Der Hut
Der Hut
Er schaute sich um, ließ seinen Blick durch die belebte Gasse gleiten und sah dem Treiben der Menschen zu. Wie sie mit ihren großen Einkaufstaschen fast panisch die Straße hinauf und hinab stolperten ohne auch nur einen Moment zu verschnaufen und ihren ständig plappernden Mund
zu schließen. Dann wären auch sie endlich einmal auf ihre Umgebung aufmerksam geworden und deren Gefahren. „Vor allem die Gefahren“, dachte der Mann mit dem großen Hut, der in einem der kleinen, wunderbar schönen, italienischen Cafés saß. Eines, für einen normalen Touristen völlig gewöhnliches und unscheinbares Café, wie jedes Andere auch.
Doch dieses kleine, an der Ecke des San Marco Platzes in Venedig, liegende Café war das Einzige, das keine Angestellten besaß, der nicht im Register des Mannes verzeichnet und sich ausdrücklich als ungefährlich erwiesen hatte. Keine Angestellten mit Vorstrafen, ungewöhnlichen Hobbys oder gar seltsamen Verwandten, die sich höchst wahrscheinlich als kriminelle Mörder oder Mafia-Bosse herausstellen würden. Dieses Café war der einzige Platz in Venedig an dem der Mann mit dem Hut keinen Überfall oder Attentat vermutete. Hier sah er nicht erst unter den Stuhl, um sich zu vergewissern das keine Bombe darunter befestigt war. Hier lehnte er sich sogar zurück, um kurz den schwarzen Zylinder etwas anzuheben, sodass, hätte man direkt vor ihm gestanden, das Funkeln in seinen Augen hätte bemerken können mit dem er gerade den Passanten vor sich bedachte.
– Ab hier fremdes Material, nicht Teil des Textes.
impl fmt::Display for Exp {
    fn fmt(&self, f: &mut fmt::Formatter<'_>) -> fmt::Result {
        match self {
            Exp::IntLit(n) => write!(f, "{n}"),
            Exp::BoolLit(b) => write!(f, "{b}"),
            Exp::NullLit => write!(f, "null"),
            Exp::Local(v) => write!(f, "{}", v.name),
            Exp::Unary { op, exp } => write!(f, "{op}({exp})"),
            Exp::Binary { op, left, right } => write!(f, "({left} {op} {right})"),
            Exp::Cond {
                cond,
                then_exp,
                else_exp,
            } => write!(f, "({cond} ? {then_exp} : {else_exp})"),
            Exp::Old(e) => write!(f, "old({e})"),
            Exp::FuncApp { function, args, .. } | Exp::DomainFuncApp { function, args, .. } => {
                write!(f, "{function}(")?;
                write_args(f, args)?;
                write!(f, ")")
            }
            Exp::FieldAccess {
                receiver, field, ..
            } => write!(f, "{receiver}.{field}"),
            Exp::PredicateAccess { predicate, args } => {
                write!(f, "{predicate}(")?;
                write_args(f, args)?;
                write!(f, ")")
            }
            Exp::Acc { loc, perm } => match perm {
                Some(p) => write!(f, "acc({loc}, {p})"),
                None => write!(f, "acc({loc})"),
            },
            Exp::Unfolding {
                predicate,
                args,
                body,
            } => {
                write!(f, "(unfolding {predicate}(")?;
                write_args(f, args)?;
                write!(f, ") in {body})")
            }
            Exp::Forall {
                vars,
                triggers,
                body,
            } => {
                write!(f, "(forall ")?;
                write_vars(f, vars)?;
                write!(f, " ::")?;
                for trigger in triggers {
                    write!(f, " {{")?;
                    write_args(f, trigger)?;
                    write!(f, "}}")?;
                }
                write!(f, " {body})")
            }
            Exp::Exists { vars, body } => {
                write!(f, "(exists ")?;
                write_vars(f, vars)?;
                write!(f, " :: {body})")
            }
            Exp::LetIn { var, exp, body } => {
                write!(f, "(let {} == ({exp}) in {body})", var.name)
            }
        }
    }
}

fn write_stmt(f: &mut fmt::Formatter<'_>, stmt: &Stmt, indent: usize) -> fmt::Result {
    let pad = "  ".repeat(indent);
    match stmt {
        Stmt::Block { decls, stmts } => {
            for d in decls {
                writeln!(f, "{pad}var {}: {}", d.name, d.typ)?;
            }
            for s in stmts {
                write_stmt(f, s, indent)?;
            }
            Ok(())
        }
        Stmt::Assign { target, rhs } => writeln!(f, "{pad}{} := {rhs}", target.name),
        Stmt::FieldAssign {
            receiver,
            field,
            rhs,
        } => writeln!(f, "{pad}{receiver}.{field} := {rhs}"),
        Stmt::Call {
            method,
            args,
            targets,
        } => {
            write!(f, "{pad}")?;
            for (i, t) in targets.iter().enumerate() {
                if i > 0 {
                    write!(f, ", ")?;
                }
                write!(f, "{}", t.name)?;
            }
            if !targets.is_empty() {
                write!(f, " := ")?;
            }
            write!(f, "{method}(")?;
            write_args(f, args)?;
            writeln!(f, ")")
        }
        Stmt::Fold { predicate, args } => {
            write!(f, "{pad}fold {predicate}(")?;
            write_args(f, args)?;
            writeln!(f, ")")
        }
        Stmt::Unfold { predicate, args } => {
            write!(f, "{pad}unfold {predicate}(")?;
            write_args(f, args)?;
            writeln!(f, ")")
        }
        Stmt::Inhale(e) => writeln!(f, "{pad}inhale {e}"),
        Stmt::Exhale(e) => writeln!(f, "{pad}exhale {e}"),
        Stmt::Assert(e) => writeln!(f, "{pad}assert {e}"),
        Stmt::Assume(e) => writeln!(f, "{pad}assume {e}"),
        Stmt::If {
            cond,
            then_branch,
            else_branch,
        } => {
            writeln!(f, "{pad}if ({cond}) {{")?;
            write_stmt(f, then_branch, indent + 1)?;
            match else_branch {
                Some(e) => {
                    writeln!(f, "{pad}}} else {{")?;
                    write_stmt(f, e, indent + 1)?;
                    writeln!(f, "{pad}}}")
                }
                None => writeln!(f, "{pad}}}"),
            }
        }
        Stmt::While {
            cond,
            invariants,
            body,
        } => {
            writeln!(f, "{pad}while ({cond})")?;
            for inv in invariants {
                writeln!(f, "{pad}  invariant {inv}")?;
            }
            writeln!(f, "{pad}{{")?;
            write_stmt(f, body, indent + 1)?;
            writeln!(f, "{pad}}}")
        }
    }
}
Denn alle außerhalb von diesem Platz der Ruhe waren natürlich verdächtig.
Hinter jeder Ecke konnte die dunkle Gefahr lauern, darauf wartend, dass kleine, schmächtige Menschen wie er sich in die falschen Gegenden verlaufen, um sie dann heimtückisch zu überfallen.
Sich dieser Tatsache bewusst schob der Mann seinen Hut wieder schnell zurück und verstecke seinen Blick erneut im Schatten der Hutkrempe.
Seinen Hut nahm der Mann niemals ab, außer zum Schlafen, aber selbst das vergaß er manchmal.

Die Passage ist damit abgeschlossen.